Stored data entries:

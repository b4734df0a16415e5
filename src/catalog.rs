//! Column names recognised in contact exports.
//!
//! The tables are consulted in the order they're written, so the order here is
//! the order phones and emails show up in the output.

use crate::{EmailKind, PhoneKind};

pub const DISPLAY_NAME: &str = "display_name";
pub const GIVEN_NAME: &str = "profile.name.first";
pub const FAMILY_NAME: &str = "profile.name.surname";
pub const SKYPE_HANDLE: &str = "profile.skype";
pub const WEBSITE: &str = "profile.website";
pub const NOTE: &str = "profile.about";
pub const AVATAR_URL: &str = "profile.avatar_url";
pub const COUNTRY: &str = "profile.country";
pub const CREATED_AT: &str = "creation_time";

/// Prefixes of `<prefix>[i].number` / `<prefix>[i].type` column pairs
pub const INDEXED_PHONE_PREFIXES: &[&str] = &["phones", "profile.phones"];

/// Indexed phone columns are scanned for `0..MAX_PHONE_INDEX`
pub const MAX_PHONE_INDEX: usize = 10;

pub const PHONE_FIELDS: &[&str] = &[
	"phone",
	"phone_number",
	"mobile",
	"mobile_phone",
	"cell",
	"cell_phone",
	"home_phone",
	"work_phone",
	"business_phone",
	"profile.phone",
	"profile.mobile",
	"profile.home_phone",
	"profile.work_phone",
	"contact.phone",
	"contact.mobile",
	"contact.home_phone",
	"contact.work_phone",
];

pub const EMAIL_FIELDS: &[&str] = &[
	"email",
	"mail",
	"email_address",
	"home_email",
	"work_email",
	"business_email",
	"profile.email",
	"profile.home_email",
	"profile.work_email",
	"contact.email",
	"contact.home_email",
	"contact.work_email",
];

/// First match wins, so cell has to come before the others
/// (`work_mobile` is a cell number).
pub const PHONE_KIND_HINTS: &[(&str, PhoneKind)] = &[
	("mobile", PhoneKind::Cell),
	("cell", PhoneKind::Cell),
	("home", PhoneKind::Home),
	("work", PhoneKind::Work),
	("business", PhoneKind::Work),
];

pub const EMAIL_KIND_HINTS: &[(&str, EmailKind)] = &[
	("home", EmailKind::Home),
	("work", EmailKind::Work),
	("business", EmailKind::Work),
];

pub fn indexed_phone_number(prefix: &str, index: usize) -> String {
	format!("{}[{}].number", prefix, index)
}

pub fn indexed_phone_type(prefix: &str, index: usize) -> String {
	format!("{}[{}].type", prefix, index)
}

/// Infers the phone kind from a column name
pub fn phone_kind(hint: &str) -> PhoneKind {
	infer(hint, PHONE_KIND_HINTS).unwrap_or_default()
}

/// Reads the value of a `.type` column. Only `cell`, `home` and `work` are
/// recognised, in any case; everything else is a voice number.
pub fn phone_kind_from_label(label: &str) -> PhoneKind {
	let label = label.trim();
	if label.eq_ignore_ascii_case("cell") {
		PhoneKind::Cell
	} else if label.eq_ignore_ascii_case("home") {
		PhoneKind::Home
	} else if label.eq_ignore_ascii_case("work") {
		PhoneKind::Work
	} else {
		PhoneKind::Voice
	}
}

/// Infers the email kind from a column name
pub fn email_kind(hint: &str) -> EmailKind {
	infer(hint, EMAIL_KIND_HINTS).unwrap_or_default()
}

fn infer<K: Copy>(hint: &str, table: &[(&str, K)]) -> Option<K> {
	let hint = hint.to_lowercase();
	table
		.iter()
		.find(|(pattern, _)| hint.contains(pattern))
		.map(|(_, kind)| *kind)
}

#[test]
fn phone_kind_from_column_name() {
	assert_eq!(phone_kind("work_phone"), PhoneKind::Work);
	assert_eq!(phone_kind("contact.mobile"), PhoneKind::Cell);
	assert_eq!(phone_kind("Home_Phone"), PhoneKind::Home);
	assert_eq!(phone_kind("business_phone"), PhoneKind::Work);
	assert_eq!(phone_kind("phone"), PhoneKind::Voice);
	assert_eq!(phone_kind("work_mobile"), PhoneKind::Cell);
}

#[test]
fn phone_kind_from_type_label() {
	assert_eq!(phone_kind_from_label("CELL"), PhoneKind::Cell);
	assert_eq!(phone_kind_from_label(" home "), PhoneKind::Home);
	assert_eq!(phone_kind_from_label("Work"), PhoneKind::Work);
	assert_eq!(phone_kind_from_label("mobile"), PhoneKind::Voice);
	assert_eq!(phone_kind_from_label("business"), PhoneKind::Voice);
	assert_eq!(phone_kind_from_label("homework"), PhoneKind::Voice);
	assert_eq!(phone_kind_from_label("other"), PhoneKind::Voice);
	assert_eq!(phone_kind_from_label(""), PhoneKind::Voice);
}

#[test]
fn email_kind_from_column_name() {
	assert_eq!(email_kind("profile.work_email"), EmailKind::Work);
	assert_eq!(email_kind("HOME_EMAIL"), EmailKind::Home);
	assert_eq!(email_kind("mail"), EmailKind::Internet);
}

#[test]
fn catalog_fields_are_unique() {
	for (i, field) in PHONE_FIELDS.iter().enumerate() {
		assert!(!PHONE_FIELDS[i + 1..].contains(field), "{}", field);
	}
	for (i, field) in EMAIL_FIELDS.iter().enumerate() {
		assert!(!EMAIL_FIELDS[i + 1..].contains(field), "{}", field);
	}
}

### Exercise objective
Transcribe all records exactly as written.

### Exercise response
repository b4734df0a16415e5
filename src/catalog.rs
//! Column names recognised in contact exports.
//!
//! The tables are consulted in the order they're written, so the order here is
//! the order phones and emails show up in the output.

use crate::{EmailKind, PhoneKind};

pub const DISPLAY_NAME: &str = "display_name";
pub const GIVEN_NAME: &str = "profile.name.first";
pub const FAMILY_NAME: &str = "profile.name.surname";
pub const SKYPE_HANDLE: &str = "profile.skype";
pub const WEBSITE: &str = "profile.website";
pub const NOTE: &str = "profile.about";
pub const AVATAR_URL: &str = "profile.avatar_url";
pub const COUNTRY: &str = "profile.country";
pub const CREATED_AT: &str = "creation_time";

/// Prefixes of `<prefix>[i].number` / `<prefix>[i].type` column pairs
pub const INDEXED_PHONE_PREFIXES: &[&str] = &["phones", "profile.phones"];

/// Indexed phone columns are scanned for `0..MAX_PHONE_INDEX`
pub const MAX_PHONE_INDEX: usize = 10;

pub const PHONE_FIELDS: &[&str] = &[
	"phone",
	"phone_number",
	"mobile",
	"mobile_phone",
	"cell",
	"cell_phone",
	"home_phone",
	"work_phone",
	"business_phone",
	"profile.phone",
	"profile.mobile",
	"profile.home_phone",
	"profile.work_phone",
	"contact.phone",
	"contact.mobile",
	"contact.home_phone",
	"contact.work_phone",
];

pub const EMAIL_FIELDS: &[&str] = &[
	"email",
	"mail",
	"email_address",
	"home_email",
	"work_email",
	"business_email",
	"profile.email",
	"profile.home_email",
	"profile.work_email",
	"contact.email",
	"contact.home_email",
	"contact.work_email",
];

/// First match wins, so cell has to come before the others
/// (`work_mobile` is a cell number).
pub const PHONE_KIND_HINTS: &[(&str, PhoneKind)] = &[
	("mobile", PhoneKind::Cell),
	("cell", PhoneKind::Cell),
	("home", PhoneKind::Home),
	("work", PhoneKind::Work),
	("business", PhoneKind::Work),
];

pub const EMAIL_KIND_HINTS: &[(&str, EmailKind)] = &[
	("home", EmailKind::Home),
	("work", EmailKind::Work),
	("business", EmailKind::Work),
];

pub fn indexed_phone_number(prefix: &str, index: usize) -> String {
	format!("{}[{}].number", prefix, index)
}

pub fn indexed_phone_type(prefix: &str, index: usize) -> String {
	format!("{}[{}].type", prefix, index)
}

/// Infers the phone kind from a column name
pub fn phone_kind(hint: &str) -> PhoneKind {
	infer(hint, PHONE_KIND_HINTS).unwrap_or_default()
}

/// Reads the value of a `.type` column. Only `cell`, `home` and `work` are
/// recognised, in any case; everything else is a voice number.
pub fn phone_kind_from_label(label: &str) -> PhoneKind {
	let label = label.trim();
	if label.eq_ignore_ascii_case("cell") {
		PhoneKind::Cell
	} else if label.eq_ignore_ascii_case("home") {
		PhoneKind::Home
	} else if label.eq_ignore_ascii_case("work") {
		PhoneKind::Work
	} else {
		PhoneKind::Voice
	}
}

/// Infers the email kind from a column name
pub fn email_kind(hint: &str) -> EmailKind {
	infer(hint, EMAIL_KIND_HINTS).unwrap_or_default()
}

fn infer<K: Copy>(hint: &str, table: &[(&str, K)]) -> Option<K> {
	let hint = hint.to_lowercase();
	table
		.iter()
		.find(|(pattern, _)| hint.contains(pattern))
		.map(|(_, kind)| *kind)
}

#[test]
fn phone_kind_from_column_name() {
	assert_eq!(phone_kind("work_phone"), PhoneKind::Work);
	assert_eq!(phone_kind("contact.mobile"), PhoneKind::Cell);
	assert_eq!(phone_kind("Home_Phone"), PhoneKind::Home);
	assert_eq!(phone_kind("business_phone"), PhoneKind::Work);
	assert_eq!(phone_kind("phone"), PhoneKind::Voice);
	assert_eq!(phone_kind("work_mobile"), PhoneKind::Cell);
}

#[test]
fn phone_kind_from_type_label() {
	assert_eq!(phone_kind_from_label("CELL"), PhoneKind::Cell);
	assert_eq!(phone_kind_from_label(" home "), PhoneKind::Home);
	assert_eq!(phone_kind_from_label("Work"), PhoneKind::Work);
	assert_eq!(phone_kind_from_label("mobile"), PhoneKind::Voice);
	assert_eq!(phone_kind_from_label("business"), PhoneKind::Voice);
	assert_eq!(phone_kind_from_label("homework"), PhoneKind::Voice);
	assert_eq!(phone_kind_from_label("other"), PhoneKind::Voice);
	assert_eq!(phone_kind_from_label(""), PhoneKind::Voice);
}

#[test]
fn email_kind_from_column_name() {
	assert_eq!(email_kind("profile.work_email"), EmailKind::Work);
	assert_eq!(email_kind("HOME_EMAIL"), EmailKind::Home);
	assert_eq!(email_kind("mail"), EmailKind::Internet);
}

#[test]
fn catalog_fields_are_unique() {
	for (i, field) in PHONE_FIELDS.iter().enumerate() {
		assert!(!PHONE_FIELDS[i + 1..].contains(field), "{}", field);
	}
	for (i, field) in EMAIL_FIELDS.iter().enumerate() {
		assert!(!EMAIL_FIELDS[i + 1..].contains(field), "{}", field);
	}
}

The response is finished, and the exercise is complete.